Is it just random? A couple of Republicans were coincidentally the first people to support a quarantine, so other Republicans felt they had to stand by them, and then Democrats felt they had to oppose it, and then that spread to wider and wider circles? And if by chance a Democrat had proposed quarantines before a Republican, the situation would have reversed itself? Could be.

I think this is ultimately a much stronger explanation than the fancy theories. And to put a bit more flesh on this – while there was a lot of screaming and yelling among the Extremely Online Crowd during 2014, the whole episode was fairly short-lived and had little impact on most people’s lives. (I suspect many people reading this post today forgot that there was ever an Ebola controversy in 2014.) As a result, neither position really “took” as being the “official position” for either party. However, Covid had an overwhelming social impact and left nobody’s life untouched. As a result, when that event occurred, many issues that were never politically valanced before became durably coded as the “conservative” or “progressive” view.

In the same way, it seems to me that a simpler explanation is that progressives initially recommended a variety of social and economic policies for particular reasons at the time. But over time, those policy positions themselves became durably coded as “progressive.” And, over decades, people who thought of themselves as progressive would simply adopt whatever policies were coded with the proper political valance. They weren’t progressive because they supported those policies – they supported those policies because they considered themselves to be progressive. As Arnold Kling would say, we choose what to believe based on who we believe.

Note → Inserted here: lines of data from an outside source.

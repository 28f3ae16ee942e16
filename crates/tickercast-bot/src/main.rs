mod config;
mod error;
mod logging;

use std::process::ExitCode;
use std::sync::Arc;

use clap::Parser;
use tickercast_core::{
    AlphaVantageAdapter, DiscordPublisher, HttpClient, NewsCycle, OptionsFlow, PolygonAdapter,
    PriceCycle, ReqwestHttpClient, Scheduler, SignalPublisher,
};

use crate::config::{BotConfig, Cli};
use crate::error::BotError;
use crate::logging::init_logging;

#[tokio::main]
async fn main() -> ExitCode {
    init_logging();

    match run().await {
        Ok(()) => ExitCode::SUCCESS,
        Err(error) => {
            tracing::error!(%error, "tickercast failed to start");
            ExitCode::from(error.exit_code())
        }
    }
}

async fn run() -> Result<(), BotError> {
    let config = BotConfig::from_cli(Cli::parse())?;
    tracing::debug!(?config, "configuration loaded");

    let http_client: Arc<dyn HttpClient> = Arc::new(ReqwestHttpClient::new());

    let discord = DiscordPublisher::new(
        Arc::clone(&http_client),
        config.discord_token.clone(),
        config.channel_id,
    );
    discord.verify_channel().await?;
    let publisher: Arc<dyn SignalPublisher> = Arc::new(discord);

    let market =
        AlphaVantageAdapter::new(Arc::clone(&http_client), config.alphavantage_key.clone());
    let options_flow = match &config.polygon_key {
        Some(key) => {
            OptionsFlow::Enabled(PolygonAdapter::new(Arc::clone(&http_client), key.clone()))
        }
        None => OptionsFlow::Disabled,
    };

    tracing::info!(
        channel_id = config.channel_id,
        symbols = %config
            .symbols
            .iter()
            .map(|symbol| symbol.as_str())
            .collect::<Vec<_>>()
            .join(","),
        options_flow = options_flow.is_enabled(),
        "tickercast ready"
    );

    let mut price = PriceCycle::new(
        market.clone(),
        options_flow,
        Arc::clone(&publisher),
        config.symbols.clone(),
    );
    let mut news = NewsCycle::new(market, publisher, config.symbols.clone());

    Scheduler::new(config.price_every, config.news_every)
        .run(&mut price, &mut news, shutdown_signal())
        .await;

    Ok(())
}

async fn shutdown_signal() {
    if let Err(error) = tokio::signal::ctrl_c().await {
        tracing::warn!(%error, "cannot listen for ctrl-c; running until killed");
        std::future::pending::<()>().await;
    }
}
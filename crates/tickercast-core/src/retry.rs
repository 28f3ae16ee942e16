//! Retry budget and backoff for outbound deliveries.

use std::time::Duration;

/// Exponential backoff with optional +/- 50% jitter.
#[derive(Debug, Clone, Copy, PartialEq)]
pub struct Backoff {
    pub base: Duration,
    pub factor: f64,
    pub max: Duration,
    pub jitter: bool,
}

impl Default for Backoff {
    fn default() -> Self {
        Self {
            base: Duration::from_millis(500),
            factor: 2.0,
            max: Duration::from_secs(5),
            jitter: true,
        }
    }
}

impl Backoff {
    /// Delay before retry number `attempt` (0-based).
    pub fn delay(self, attempt: u32) -> Duration {
        let scale = self.factor.powi(attempt.min(i32::MAX as u32) as i32);
        let seconds = (self.base.as_secs_f64() * scale).min(self.max.as_secs_f64());
        let delay = Duration::from_secs_f64(seconds);

        if !self.jitter {
            return delay;
        }

        let half_ms = delay.as_millis() as u64 / 2;
        let offset = fastrand::u64(0..=half_ms * 2);
        Duration::from_millis((delay.as_millis() as u64 - half_ms) + offset)
    }
}

/// How a publisher retries one delivery before giving up on it.
#[derive(Debug, Clone, PartialEq)]
pub struct RetryPolicy {
    /// Total attempts = `max_retries + 1`.
    pub max_retries: u32,
    pub backoff: Backoff,
    /// Upper bound on a server-provided `retry_after` hint.
    pub max_retry_after: Duration,
}

impl Default for RetryPolicy {
    fn default() -> Self {
        Self {
            max_retries: 2,
            backoff: Backoff::default(),
            max_retry_after: Duration::from_secs(10),
        }
    }
}

impl RetryPolicy {
    /// Statuses that mean the server did not act on the request, so a
    /// non-idempotent POST can be sent again. 429 is handled separately.
    /// 500, 502 and 504 are excluded: the message may already be stored.
    pub const fn is_resendable_status(status: u16) -> bool {
        matches!(status, 408 | 503)
    }

    /// Delay to honour after a 429, preferring the server hint.
    pub fn rate_limit_delay(&self, retry_after: Option<Duration>, attempt: u32) -> Duration {
        retry_after
            .map(|hint| hint.min(self.max_retry_after))
            .unwrap_or_else(|| self.backoff.delay(attempt))
    }
}
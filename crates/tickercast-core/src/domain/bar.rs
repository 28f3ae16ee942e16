use time::PrimitiveDateTime;

/// `(high, low, close)` triple used for typical-price calculations.
pub type Hlc = (f64, f64, f64);

/// One per-minute bar. Provider timestamps carry no offset (exchange local time).
#[derive(Debug, Clone, Copy, PartialEq)]
pub struct Bar {
    pub ts: PrimitiveDateTime,
    pub high: f64,
    pub low: f64,
    pub close: f64,
    pub volume: u64,
}

/// Bars sorted strictly ascending by timestamp.
///
/// Only the parser constructs this, so the ordering and non-emptiness hold for
/// every value in circulation.
#[derive(Debug, Clone, PartialEq)]
pub struct IntradaySeries {
    bars: Vec<Bar>,
}

impl IntradaySeries {
    pub(crate) fn from_sorted(bars: Vec<Bar>) -> Self {
        debug_assert!(!bars.is_empty());
        debug_assert!(bars.windows(2).all(|pair| pair[0].ts < pair[1].ts));
        Self { bars }
    }

    pub fn bars(&self) -> &[Bar] {
        &self.bars
    }

    pub fn len(&self) -> usize {
        self.bars.len()
    }

    pub fn is_empty(&self) -> bool {
        self.bars.is_empty()
    }

    pub fn closes(&self) -> Vec<f64> {
        self.bars.iter().map(|bar| bar.close).collect()
    }

    pub fn hlc(&self) -> Vec<Hlc> {
        self.bars
            .iter()
            .map(|bar| (bar.high, bar.low, bar.close))
            .collect()
    }

    pub fn volumes(&self) -> Vec<u64> {
        self.bars.iter().map(|bar| bar.volume).collect()
    }

    pub fn last_close(&self) -> f64 {
        self.bars.last().map_or(0.0, |bar| bar.close)
    }
}
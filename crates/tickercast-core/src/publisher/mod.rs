//! Outbound signal delivery.
//!
//! The pipeline hands fully resolved values ([`PriceSignal`], [`NewsItem`]) to
//! a [`SignalPublisher`]; composing text and getting it to the channel,
//! including rate limiting and per-send retries, is the publisher's job.

mod discord;
mod format;

pub use discord::{DiscordPublisher, DISCORD_API_BASE, NEWS_FOOTER};
pub use format::{direction_dot, format_price_line, trend_arrow};

use std::future::Future;
use std::pin::Pin;

use crate::{NewsItem, PriceSignal, PublishError};

/// Boxed future returned by [`SignalPublisher`] methods.
pub type PublishFuture<'a> = Pin<Box<dyn Future<Output = Result<(), PublishError>> + Send + 'a>>;

/// Destination for derived signals.
pub trait SignalPublisher: Send + Sync {
    /// Publishes one price line for one symbol.
    fn publish_price<'a>(&'a self, signal: &'a PriceSignal) -> PublishFuture<'a>;

    /// Publishes one news headline.
    fn publish_news<'a>(&'a self, item: &'a NewsItem) -> PublishFuture<'a>;
}
use std::sync::Arc;

use serde_json::Value;

use super::fetch_json;
use crate::http_client::{HttpAuth, HttpClient, HttpRequest};
use crate::{ProviderId, SourceError, Symbol};

pub const POLYGON_ENDPOINT: &str = "https://api.polygon.io";

/// Polygon.io adapter for the per-underlying options chain snapshot.
#[derive(Clone)]
pub struct PolygonAdapter {
    http_client: Arc<dyn HttpClient>,
    auth: HttpAuth,
    endpoint: String,
}

impl PolygonAdapter {
    pub fn new(http_client: Arc<dyn HttpClient>, api_key: impl Into<String>) -> Self {
        Self {
            http_client,
            auth: HttpAuth::QueryKey {
                name: "apiKey",
                value: api_key.into(),
            },
            endpoint: String::from(POLYGON_ENDPOINT),
        }
    }

    pub fn with_endpoint(mut self, endpoint: impl Into<String>) -> Self {
        self.endpoint = endpoint.into();
        self
    }

    /// Raw `/v3/snapshot/options/{underlying}` payload.
    pub async fn options_snapshot(&self, symbol: &Symbol) -> Result<Value, SourceError> {
        let url = format!(
            "{}/v3/snapshot/options/{}",
            self.endpoint.trim_end_matches('/'),
            urlencoding::encode(symbol.as_str())
        );
        let request = HttpRequest::get(url).with_auth(&self.auth);

        tracing::debug!(%symbol, "fetching options snapshot");
        let payload = fetch_json(self.http_client.as_ref(), ProviderId::Polygon, request).await?;

        if payload.get("status").and_then(Value::as_str) == Some("ERROR") {
            let message = payload
                .get("error")
                .or_else(|| payload.get("message"))
                .and_then(Value::as_str)
                .unwrap_or("unspecified error");
            return Err(SourceError::notice(
                ProviderId::Polygon,
                format!("polygon notice: {message}"),
            ));
        }
        Ok(payload)
    }
}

I think in most cases people support the policies that are coded as favorable to their political ideology, rather than supporting an ideology because they deeply understand the history and impact of various policies associated with that ideology, or even an understanding of how the policy would impact them personally.

To be clear, this is not to say I think al-Gharbi’s explanation is completely wrong. But I think it does explain at least some of the variance, and it represents a genuine contribution to understanding how the world works. I’m just not sure I’m convinced that the desire to protect one’s social class is a dominating factor compared to a desire to defend policies favorably coded by one’s political ideology.